I got fitted by "The Bicycle Escape" in Frederick, MD and have had excellent service every time I've been there.


----------



## wgp (Oct 4, 2005)

Pasted in from an earlier thread in Sept - my experience with Matt at All-American was outstanding:

Add my name to those singing the praises of All-American Bicycle! I spent about 3.5 hours with Matt McGooey, the owner and a former Cat 1 (I believe) racer. A super guy who took all the time needed to fit me on my current bike (which was already a pretty decent fit). We ended up moving the saddle forward a bit and raising the bars too.

It was time well spent, but it ended up costing me even more than the $200 fitting fee - I bought a Parlee Z3 demo frame he was selling for a decent discount (only ridden by a little old lady on Sundays who was demo-ing the bike, apparently), so that set me back a bit of change!!

Anyways, worth the drive for me, coming from Alexandria, VA -- a little over an hour each way.


----------



## SPlKE (Sep 10, 2007)

Cycles BiKyle, 1046 W. Lancaster Ave, Bryn Mawr, Pa 19010

We are located 6 miles west of Philadephia, Pennsylvania. 

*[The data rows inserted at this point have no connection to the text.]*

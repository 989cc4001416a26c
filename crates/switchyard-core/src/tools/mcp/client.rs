use std::fmt;
use std::sync::{Arc, PoisonError, RwLock};
use std::time::Duration;

use switchyard_tools::{CallToolRequest, ToolCall, ToolError, ToolResult, ToolSchema};
use tokio::sync::Mutex;
use tracing::{debug, info, warn};

use super::backend::{McpTransport, RmcpConnector};
use super::cache::ToolCache;
use super::connection::{McpConnection, McpConnector};
use super::error::McpError;
use super::filter::ToolFilter;
use super::listing::{CatalogListing, ListingContext, SearchListing, ToolListing};

/// Lifecycle of a [`McpClient`].
#[derive(Debug, Clone, Copy, PartialEq, Eq)]
pub enum RemoteClientState {
    Created,
    Initializing,
    Ready,
    Closed,
}

/// Client for the tools of one remote MCP server.
pub struct McpClient {
    server_name: String,
    connector: Arc<dyn McpConnector>,
    listing: Arc<dyn ToolListing>,
    tool_filter: ToolFilter,
    call_timeout: Option<Duration>,
    state: RwLock<RemoteClientState>,
    connection: RwLock<Option<Arc<dyn McpConnection>>>,
    lifecycle: Mutex<()>,
    catalog: ToolCache,
    discovered: ToolCache,
}

impl fmt::Debug for McpClient {
    fn fmt(&self, f: &mut fmt::Formatter<'_>) -> fmt::Result {
        f.debug_struct("McpClient")
            .field("server_name", &self.server_name)
            .field("listing", &self.listing.kind())
            .field("state", &self.state())
            .field("cached_tools", &self.catalog.len())
            .finish_non_exhaustive()
    }
}

impl McpClient {
    pub fn new(server_name: impl Into<String>, connector: Arc<dyn McpConnector>) -> Self {
        Self {
            server_name: server_name.into(),
            connector,
            listing: Arc::new(CatalogListing::default()),
            tool_filter: ToolFilter::All,
            call_timeout: None,
            state: RwLock::new(RemoteClientState::Created),
            connection: RwLock::new(None),
            lifecycle: Mutex::new(()),
            catalog: ToolCache::new(),
            discovered: ToolCache::new(),
        }
    }

    /// Client backed by the rmcp transport stack.
    pub fn connect_to(server_name: impl Into<String>, transport: McpTransport) -> Self {
        let server_name = server_name.into();
        let connector = Arc::new(RmcpConnector::new(server_name.clone(), transport));
        Self::new(server_name, connector)
    }

    pub fn with_listing(mut self, listing: Arc<dyn ToolListing>) -> Self {
        self.listing = listing;
        self
    }

    pub fn with_search(self, query: impl Into<String>, top_k: Option<usize>) -> Self {
        self.with_listing(Arc::new(SearchListing::new(query, top_k)))
    }

    pub fn with_tool_filter(mut self, filter: ToolFilter) -> Self {
        self.tool_filter = filter;
        self
    }

    pub fn with_call_timeout(mut self, timeout: Duration) -> Self {
        self.call_timeout = Some(timeout);
        self
    }

    pub fn server_name(&self) -> &str {
        &self.server_name
    }

    pub fn state(&self) -> RemoteClientState {
        *self.state.read().unwrap_or_else(PoisonError::into_inner)
    }

    fn set_state(&self, state: RemoteClientState) {
        *self.state.write().unwrap_or_else(PoisonError::into_inner) = state;
    }

    fn closed(&self) -> McpError {
        McpError::ClientClosed {
            server_name: self.server_name.clone(),
        }
    }

    /// Connect and prime the listing strategy. A no-op once ready.
    pub async fn initialize(&self) -> Result<(), McpError> {
        let _lifecycle = self.lifecycle.lock().await;
        match self.state() {
            RemoteClientState::Ready => return Ok(()),
            RemoteClientState::Closed => return Err(self.closed()),
            RemoteClientState::Created | RemoteClientState::Initializing => {}
        }

        self.set_state(RemoteClientState::Initializing);
        info!(target: "mcp_client", server = %self.server_name, listing = self.listing.kind(), "Initializing MCP client");

        let connection = match self.connector.connect().await {
            Ok(connection) => connection,
            Err(e) => return Err(self.initialization_failed(&e)),
        };

        let primed = self
            .listing
            .prime(ListingContext {
                server_name: &self.server_name,
                connection: connection.as_ref(),
                catalog: &self.catalog,
                discovered: &self.discovered,
                filter: &self.tool_filter,
            })
            .await;
        if let Err(e) = primed {
            if let Err(close_err) = connection.close().await {
                debug!(target: "mcp_client", server = %self.server_name, "Error closing half-open connection: {close_err}");
            }
            self.catalog.clear();
            return Err(self.initialization_failed(&e));
        }

        *self
            .connection
            .write()
            .unwrap_or_else(PoisonError::into_inner) = Some(connection);
        self.set_state(RemoteClientState::Ready);
        info!(
            target: "mcp_client",
            server = %self.server_name,
            tools = self.catalog.len(),
            "MCP client ready"
        );
        Ok(())
    }

    fn initialization_failed(&self, cause: &McpError) -> McpError {
        self.set_state(RemoteClientState::Created);
        warn!(target: "mcp_client", server = %self.server_name, "MCP initialization failed: {cause}");
        McpError::Initialization {
            server_name: self.server_name.clone(),
            message: cause.to_string(),
        }
    }

    fn ready_connection(&self) -> Result<Arc<dyn McpConnection>, McpError> {
        match self.state() {
            RemoteClientState::Ready => {}
            RemoteClientState::Closed => return Err(self.closed()),
            RemoteClientState::Created | RemoteClientState::Initializing => {
                return Err(McpError::NotInitialized {
                    server_name: self.server_name.clone(),
                });
            }
        }
        self.connection
            .read()
            .unwrap_or_else(PoisonError::into_inner)
            .clone()
            .ok_or_else(|| self.closed())
    }

    pub async fn list_tools(&self) -> Result<Vec<ToolSchema>, McpError> {
        let connection = self.ready_connection()?;
        self.listing
            .list_tools(ListingContext {
                server_name: &self.server_name,
                connection: connection.as_ref(),
                catalog: &self.catalog,
                discovered: &self.discovered,
                filter: &self.tool_filter,
            })
            .await
    }

    /// Whether calls for `name` should be routed here.
    pub fn has_tool(&self, name: &str) -> bool {
        self.state() == RemoteClientState::Ready
            && (self.catalog.contains(name) || self.discovered.contains(name))
    }

    /// Cached catalog, empty unless ready with the catalog strategy.
    pub fn cached_schemas(&self) -> Vec<ToolSchema> {
        self.catalog.schemas()
    }

    /// Forward a call. Transport failures come back as error results; only
    /// lifecycle problems are `Err`.
    pub async fn call_tool(&self, call: &ToolCall) -> Result<ToolResult, McpError> {
        let connection = self.ready_connection()?;
        if !self.tool_filter.should_include(call.name()) {
            return Ok(ToolResult::error(call, &ToolError::unknown_tool(call.name())));
        }

        let pending = connection.call_tool(CallToolRequest {
            name: call.name().to_string(),
            arguments: call.arguments().clone(),
        });
        let response = match self.call_timeout {
            Some(timeout) => match tokio::time::timeout(timeout, pending).await {
                Ok(response) => response,
                Err(_) => {
                    warn!(target: "mcp_client", server = %self.server_name, tool = call.name(), "Remote call timed out");
                    return Ok(ToolResult::error(
                        call,
                        &ToolError::timeout(call.name(), timeout),
                    ));
                }
            },
            None => pending.await,
        };

        match response {
            Ok(response) => Ok(response.into_result(call)),
            Err(e) => {
                warn!(target: "mcp_client", server = %self.server_name, tool = call.name(), "Remote call failed: {e}");
                Ok(ToolResult::error(
                    call,
                    &ToolError::transport(call.name(), e.to_string()),
                ))
            }
        }
    }

    /// Release the connection and drop cached tools. Idempotent.
    pub async fn close(&self) -> Result<(), McpError> {
        let _lifecycle = self.lifecycle.lock().await;
        if self.state() == RemoteClientState::Closed {
            return Ok(());
        }

        self.set_state(RemoteClientState::Closed);
        let connection = self
            .connection
            .write()
            .unwrap_or_else(PoisonError::into_inner)
            .take();
        self.catalog.clear();
        self.discovered.clear();

        if let Some(connection) = connection
            && let Err(e) = connection.close().await
        {
            warn!(target: "mcp_client", server = %self.server_name, "Error closing MCP connection: {e}");
        }
        info!(target: "mcp_client", server = %self.server_name, "MCP client closed");
        Ok(())
    }
}
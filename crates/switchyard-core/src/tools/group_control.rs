use std::collections::BTreeMap;
use std::sync::{Arc, Weak};

use serde_json::{Map, Value, json};
use switchyard_tools::{InputSchema, ToolSchema};

use super::registry::{DEFAULT_GROUP, ToolRegistration, ToolRegistry};

pub const GROUP_CONTROL_TOOL: &str = "reset_equipped_tools";

/// Model-callable tool that switches activation groups on and off.
pub(crate) fn registration(registry: &Arc<ToolRegistry>) -> ToolRegistration {
    let mut properties = Map::new();
    for group in registry.groups() {
        if group.name == DEFAULT_GROUP {
            continue;
        }
        let description = if group.description.is_empty() {
            format!("Enable the {} tools", group.name)
        } else {
            group.description.clone()
        };
        properties.insert(
            group.name.clone(),
            json!({"type": "boolean", "description": description}),
        );
    }

    let schema = ToolSchema::new(
        GROUP_CONTROL_TOOL,
        "Choose which groups of tools are equipped. Pass true to enable a group and false to disable it. Returns the groups that are active afterwards.",
        InputSchema::object(properties, Vec::new()),
    );

    let registry = Arc::downgrade(registry);
    ToolRegistration::deferred(schema, move |arguments, _ctx| {
        futures::future::ready(apply(&registry, &arguments))
    })
}

fn apply(registry: &Weak<ToolRegistry>, arguments: &Map<String, Value>) -> Result<String, String> {
    let registry = registry
        .upgrade()
        .ok_or_else(|| "tool registry is no longer available".to_string())?;

    let mut changes = BTreeMap::new();
    for (group, wanted) in arguments {
        if group == DEFAULT_GROUP {
            return Err(format!("group {DEFAULT_GROUP} is always equipped"));
        }
        let active = wanted
            .as_bool()
            .ok_or_else(|| format!("expected true or false for group {group}"))?;
        changes.insert(group.clone(), active);
    }

    registry
        .set_groups_active(&changes)
        .map_err(|e| e.to_string())?;

    Ok(format!(
        "Active groups: {}",
        registry.active_groups().join(", ")
    ))
}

http://www.bikyle.com/HaveFit.htm

From the web site:



> What is so darn special about Kyle's fit?
> 
> After 25 years and more than 8000 custom fits, the demand for Kyle's personal fit is greater than ever. Over these years countless other fitting systems have come and gone. But serious cyclists from all over the country still flock to Cycles BiKyle for his acclaimed fitting.
> 
> ...


----------



## ECXkid04 (Jul 21, 2004)

Cadence Performance Cycling Centers does aweseome bike fits. They use the Cyfac Fit System, which is one of the best in the world. Check them out; they are a first class organization all around. www.cadencecycling.com


----------



## mf9point8 (Jul 17, 2006)

I have had two bikes fit at Cadence, both experiences have been very positve.


----------



## Cruzer2424 (Feb 8, 2005)

dkweikel said:


> Can anyone recommend a shop or person on our area that is a knowledgable bike fitter? I'm sure there are many shop owners and employees that are ok, but I read an article in ROAD about Nate Loyal and how he fits bikes....it sounded really great, but I'm not going to So. Cal. for that!!!


Closest one I know of to your Central PA location is Glenn Paulik at Big Bang Bikes in Pittsburgh. 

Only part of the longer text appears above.